Birth name John Watson[1]
Born (1973-06-04) June 4, 1973 (age 43)
Long Island, New York, United States
Professional wrestling career
Ring name(s) Mikey Whipwreck
Billed height 5 ft 9 in (1.75 m)[2]
Billed weight 187 lb (85 kg)[2]
Billed from Buffalo, New York
Trained by Mick Foley[2]
Debut 1994[1]
Retired 2015[1]

John Watson[1] (born June 4, 1973) is an American retired professional wrestler, better known by his ring name Mikey Whipwreck. He is best known for his career with Extreme Championship Wrestling,[2] where he became the third ECW Triple Crown Champion.

Professional wrestling career[edit]

Extreme Championship Wrestling (1993–1998)[edit]

Before becoming a professional wrestler, Whipwreck joined Extreme Championship Wrestling and was part of their ring crew, who would usually work for free as long as they could have fun in the ring themselves before and after shows had finished. Booker Paul Heyman asked Mikey to wrestle competitively in ECW after he watched Whipwreck practice a variety of aerial maneuvers before a live show began (Joey Styles states on an episode of The History of ECW it was he who suggested that Heyman check Whipwreck out). The short, lightly built Whipwreck was made a natural underdog who would absorb a great deal of damage in the course of his matches, without ever landing an offensive manuveur. While in ECW, he received further training from fellow ECW wrestlers Taz, Perry Saturn, Tommy Dreamer and Mick Foley among others. On May 15, 1994, Whipwreck defeated Pitbull #1 for the World Television Championship, his first title in ECW. He would hold the title until August 13 of that year.

Only two weeks after losing the World Television Title, Whipwreck's big break came on August 27, 1994. That night, Terry Funk was to team with Cactus Jack against the World Tag Team Champions, The Public Enemy (Johnny Grunge and Rocco Rock). Funk, however, left the company shortly before the match was to take place and, as he later recounted in his first autobiography, Cactus and Paul Heyman realized they were in a tough spot because the fans had been looking forward to the match for some time. While bouncing names off each other, Cactus and Heyman agreed on Whipwreck and he scored the winning fall in the match. The unlikely duo held the titles for five weeks, losing them back to The Public Enemy.

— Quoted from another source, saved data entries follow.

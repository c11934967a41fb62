//! # Combined Feed Builder
//!
//! Merges the site's own posts with (on hub sites) every project's posts into
//! one sequence ordered by publication date, most recent first. Ties keep
//! their original relative order.
//!
//! Each project post records the name of its parent project, resolved
//! against an index of project documents built from `/projects/<name>/index`
//! URLs. Author emails are replaced by their MD5 hex digest, suitable for
//! avatar lookup, with the plaintext kept under `plaintext_email`. The
//! rewriting applies to the feed entries' own copies of the metadata; the
//! collection documents are left untouched.

use std::collections::BTreeMap;
use std::path::PathBuf;
use std::sync::LazyLock;

use chrono::{DateTime, FixedOffset, NaiveDate, NaiveDateTime};
use log::warn;
use md5::{Digest, Md5};
use regex::Regex;
use serde::Serialize;
use serde_yaml::{Mapping, Value};

use crate::document::Document;
use crate::path::UrlPath;
use crate::site::{Site, PROJECTS};

static FILENAME_DATE: LazyLock<Regex> = LazyLock::new(|| {
    Regex::new(r"^(\d{4}-\d{2}-\d{2})-").expect("valid date prefix regex")
});

/// A project a post can belong to.
#[derive(Debug, Clone, PartialEq, Eq, Serialize)]
pub struct ProjectSummary {
    /// Directory name of the project, which may differ from its title.
    pub name: String,
    pub url: UrlPath,
    pub title: Option<String>,
}

/// One post of the combined feed.
#[derive(Debug, Clone, Serialize)]
pub struct FeedEntry {
    pub url: UrlPath,
    pub path: PathBuf,
    pub date: DateTime<FixedOffset>,
    pub title: Option<String>,
    /// Copy of the post metadata, with author emails hashed.
    pub data: Mapping,
    /// Name of the parent project, for posts coming from a project.
    pub parent_project: Option<String>,
}

/// The combined, date-ordered post sequence.
#[derive(Debug, Clone, Default, Serialize)]
pub struct CombinedFeed {
    posts: Vec<FeedEntry>,
    projects: BTreeMap<String, ProjectSummary>,
}

impl CombinedFeed {
    pub fn posts(&self) -> &[FeedEntry] {
        &self.posts
    }

    pub fn len(&self) -> usize {
        self.posts.len()
    }

    pub fn is_empty(&self) -> bool {
        self.posts.is_empty()
    }

    /// Resolve the parent project of a feed entry.
    pub fn parent_of(&self, entry: &FeedEntry) -> Option<&ProjectSummary> {
        entry
            .parent_project
            .as_deref()
            .and_then(|name| self.projects.get(name))
    }
}

/// Build the combined feed from the site's collections.
pub fn build(site: &Site) -> CombinedFeed {
    let mut projects = BTreeMap::new();
    let mut candidates: Vec<(&Document, Option<String>)> = Vec::new();

    if site.is_hub() {
        if let Some(collection) = site.collection(PROJECTS) {
            for doc in collection.docs.iter().filter(|d| d.url.is_project_index()) {
                if let Some(name) = doc.url.segment(1) {
                    projects.insert(
                        name.to_string(),
                        ProjectSummary {
                            name: name.to_string(),
                            url: doc.url.clone(),
                            title: doc.title().map(str::to_string),
                        },
                    );
                }
            }

            for post in collection
                .docs
                .iter()
                .filter(|d| d.url.contains_segment("_posts"))
            {
                let parent = post
                    .url
                    .segment(1)
                    .filter(|name| projects.contains_key(*name))
                    .map(str::to_string);
                candidates.push((post, parent));
            }
        }
    }

    candidates.extend(site.posts().iter().map(|post| (post, None)));

    let mut posts: Vec<FeedEntry> = candidates
        .into_iter()
        .filter_map(|(post, parent_project)| {
            let Some(date) = post_date(post) else {
                warn!("Post {} has no usable date, leaving it out of the feed", post.url);
                return None;
            };
            let mut data = post.data().clone();
            hash_author_email(&mut data);
            Some(FeedEntry {
                url: post.url.clone(),
                path: post.path.clone(),
                date,
                title: post.title().map(str::to_string),
                data,
                parent_project,
            })
        })
        .collect();

    // `sort_by` is stable, so equal dates keep their original order.
    posts.sort_by(|a, b| b.date.cmp(&a.date));

    CombinedFeed { posts, projects }
}

/// Build the combined feed and publish it on the site. Returns the number of
/// posts published.
pub fn build_and_publish(site: &mut Site) -> usize {
    let feed = build(site);
    let count = feed.len();
    site.publish_feed(feed);
    count
}

/// Publication date of a post: the `date` front-matter field, else the
/// `YYYY-MM-DD-` prefix of its file name.
pub fn post_date(post: &Document) -> Option<DateTime<FixedOffset>> {
    if let Some(date) = post.get_str("date").and_then(parse_date) {
        return Some(date);
    }
    let file_name = post.path.file_name()?.to_string_lossy();
    let prefix = FILENAME_DATE.captures(&file_name)?.get(1)?.as_str().to_string();
    parse_date(&prefix)
}

fn parse_date(value: &str) -> Option<DateTime<FixedOffset>> {
    let value = value.trim();
    if let Ok(date) = DateTime::parse_from_rfc3339(value) {
        return Some(date);
    }
    if let Ok(date) = DateTime::parse_from_str(value, "%Y-%m-%d %H:%M:%S %z") {
        return Some(date);
    }
    if let Ok(naive) = NaiveDateTime::parse_from_str(value, "%Y-%m-%d %H:%M:%S") {
        return Some(naive.and_utc().fixed_offset());
    }
    NaiveDate::parse_from_str(value, "%Y-%m-%d")
        .ok()
        .and_then(|date| date.and_hms_opt(0, 0, 0))
        .map(|naive| naive.and_utc().fixed_offset())
}

/// MD5 hex digest of an email address, as used for avatar lookup.
pub fn email_hash(email: &str) -> String {
    hex::encode(Md5::digest(email.as_bytes()))
}

fn hash_author_email(data: &mut Mapping) {
    let Some(Value::Mapping(author)) = data.get_mut("author") else {
        return;
    };
    let Some(email) = author.get("email").and_then(Value::as_str).map(str::to_string) else {
        return;
    };
    author.insert("email".into(), email_hash(&email).into());
    author.insert("plaintext_email".into(), email.into());
}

Following the title loss, Whipwreck began to ascend the ranks, while also expanding his moveset in the meantime. On October 28, 1995, Whipwreck scored the biggest victory of his career by defeating The Sandman in a ladder match for the ECW World Heavyweight Championship, becoming the youngest ECW Champion in history. During his reign as World Heavyweight Champion, Whipwreck defeated future WWF (World Heavyweight) Champion and Hall of Famer "The Extreme Superstar" Steve Austin with a sunset flip. On December 9, 1995, Whipwreck re-lost the title to Sandman in a three way dance also involving Austin.

On December 29, 1995 in Rego Park, New York at Holiday Hell, Whipwreck faced 2 Cold Scorpio in a "winner take all" match for Scorpio's World Television Championship and the Tag Team Championship Scorpio held with The Sandman. Whipwreck won the match and the titles, and his former partner Cactus Jack would declare himself the other half of the Tag Team Champions immediately thereafter. However, circumstances were different with this reign as Cactus had turned his back on the fans some time earlier while Whipwreck continued to be popular with them. This made for an uneasy alliance.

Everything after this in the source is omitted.